Andrew Johns is the poster boy for rugby league hedonism, the controversial addition to rugby league’s Team of the Century on account of his chequered off-field reputation.  His drug addiction was an open secret during his playing days, long before he confirmed it in retirement.  His name is synonymous with racial vilification, a string of failed relationships and in recent years he attracted grubby headlines about his friendships with brothel owners who would provide him with free services in exchange for inside information about injuries and team tactics.  All the better to bet intelligently with you see.

Johns is the one who lived the life afforded the rugby league rock star, and has the grubby legacy to match.  And what was his first question to the young Hoppa?

Sweeping his hand across a sell-out stadium of 82,000 seething with adulation for the new 19-year-old Adonis, Johns says, “Surely all of this makes you change your mind?”

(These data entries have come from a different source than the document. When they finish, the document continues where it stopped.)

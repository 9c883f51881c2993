//! Package cache maintenance for `modelkit cache`.

use crate::core::error::Result;
use crate::core::package_key::PackageKey;
use crate::sources::cache::{CacheKey, ContentStore};

/// Remove every cached entry, or only one package's.
///
/// Returns the number of entries removed.
pub fn clear_cache(store: &dyn ContentStore, package: Option<&PackageKey>) -> Result<usize> {
    let removed = match package {
        Some(key) => store.remove_package(key)?,
        None => store.clear()?,
    };
    tracing::info!("removed {} cache entries", removed);
    Ok(removed)
}

/// Cached entries, sorted.
pub fn cached_entries(store: &dyn ContentStore) -> Result<Vec<CacheKey>> {
    store.entries()
}
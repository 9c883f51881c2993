//! `modelkit cache` command
//!
//! Manage the machine-wide package cache.

use anyhow::Result;

use crate::cli::CacheClearArgs;
use crate::commands::{parse_key, status};
use modelkit::ops::{cached_entries, clear_cache};
use modelkit::util::fs::format_size;
use modelkit::GlobalContext;

/// List cached entries.
pub fn list(ctx: &GlobalContext) -> Result<()> {
    let store = ctx.store();
    let entries = cached_entries(&store)?;

    println!("Cache directory: {}", store.root().display());
    if entries.is_empty() {
        println!("  (empty)");
        return Ok(());
    }
    for key in &entries {
        println!("  {}", key);
    }
    println!("{} entries, {}", entries.len(), format_size(store.size()));
    Ok(())
}

/// Remove cached entries.
pub fn clear(args: CacheClearArgs, ctx: &GlobalContext) -> Result<()> {
    let store = ctx.store();
    let package = args.package.as_deref().map(parse_key).transpose()?;

    let removed = clear_cache(&store, package.as_ref())?;
    if removed == 0 {
        status("Clean", "nothing to remove");
    } else {
        status("Removed", format!("{} cache entries", removed));
    }
    Ok(())
}

/// Show cache directory path.
pub fn path(ctx: &GlobalContext) -> Result<()> {
    println!("{}", ctx.cache_dir().display());
    Ok(())
}
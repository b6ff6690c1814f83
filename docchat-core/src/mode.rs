//! Response verbosity mode.

use std::fmt;
use std::str::FromStr;

use serde::{Deserialize, Serialize};

use crate::error::DocChatError;

/// How verbose answers should be.
///
/// The mode changes prompt phrasing and the generation system instruction.
/// It never changes which chunks are retrieved.
#[derive(Debug, Clone, Copy, Default, PartialEq, Eq, Hash, Serialize, Deserialize)]
#[serde(rename_all = "lowercase")]
pub enum Mode {
    /// Brief, direct answers.
    #[default]
    Concise,
    /// Comprehensive answers with examples.
    Detailed,
}

impl Mode {
    /// Lowercase name used in configuration and display.
    pub fn as_str(&self) -> &'static str {
        match self {
            Mode::Concise => "concise",
            Mode::Detailed => "detailed",
        }
    }

    /// System instruction handed to the generation model alongside the prompt.
    pub fn system_instruction(&self) -> &'static str {
        match self {
            Mode::Concise => {
                "You are a helpful assistant. Provide very concise answers. \
                 Keep responses brief and under 50 words."
            }
            Mode::Detailed => {
                "You are a helpful assistant. Provide detailed answers with examples \
                 and explanations. Aim for 150-200 words."
            }
        }
    }
}

impl fmt::Display for Mode {
    fn fmt(&self, f: &mut fmt::Formatter<'_>) -> fmt::Result {
        f.write_str(self.as_str())
    }
}

impl FromStr for Mode {
    type Err = DocChatError;

    fn from_str(s: &str) -> Result<Self, Self::Err> {
        match s.trim().to_ascii_lowercase().as_str() {
            "concise" => Ok(Mode::Concise),
            "detailed" => Ok(Mode::Detailed),
            other => Err(DocChatError::Input(format!(
                "unknown mode '{other}' (expected 'concise' or 'detailed')"
            ))),
        }
    }
}

#[cfg(test)]
mod tests {
    use super::*;

    #[test]
    fn parses_case_insensitively() {
        assert_eq!("Concise".parse::<Mode>().unwrap(), Mode::Concise);
        assert_eq!(" DETAILED ".parse::<Mode>().unwrap(), Mode::Detailed);
        assert!("verbose".parse::<Mode>().is_err());
    }

    #[test]
    fn serde_uses_lowercase_names() {
        assert_eq!(serde_json::to_string(&Mode::Detailed).unwrap(), "\"detailed\"");
        let mode: Mode = serde_json::from_str("\"concise\"").unwrap();
        assert_eq!(mode, Mode::Concise);
    }

    #[test]
    fn default_is_concise() {
        assert_eq!(Mode::default(), Mode::Concise);
        assert_eq!(Mode::default().to_string(), "concise");
    }
}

You see, in between taking the rugby league world by storm young William Hopoate has also announced he is going to turn his back on all the dollars, glamour and adulation of the NRL to embark on a two-year mission sabbatical with his Mormon Church. 

So Hoppa looked at Johns and said something that amounted to “Nah mate, none of this really matters”.  Cue a close-up camera shot of Andrew Johns having a WTF moment. 

It was the ultimate collision of two very different world views.  On the one hand the man who had been given everything only to use it to make a hash of his drug-addled life, feigning complete bemusement that his junior interviewee should be entirely comfortable with his decision to not chase after the baubles of adulation and materialism so he could follow his convictions. 

The pity of it all is that rugby league, a sport blighted by bad press and poor player discipline, is still populated by types who think Johns is the hero and Hoppa the weirdo.   Give me Hopoate’s self-effacing humility any day.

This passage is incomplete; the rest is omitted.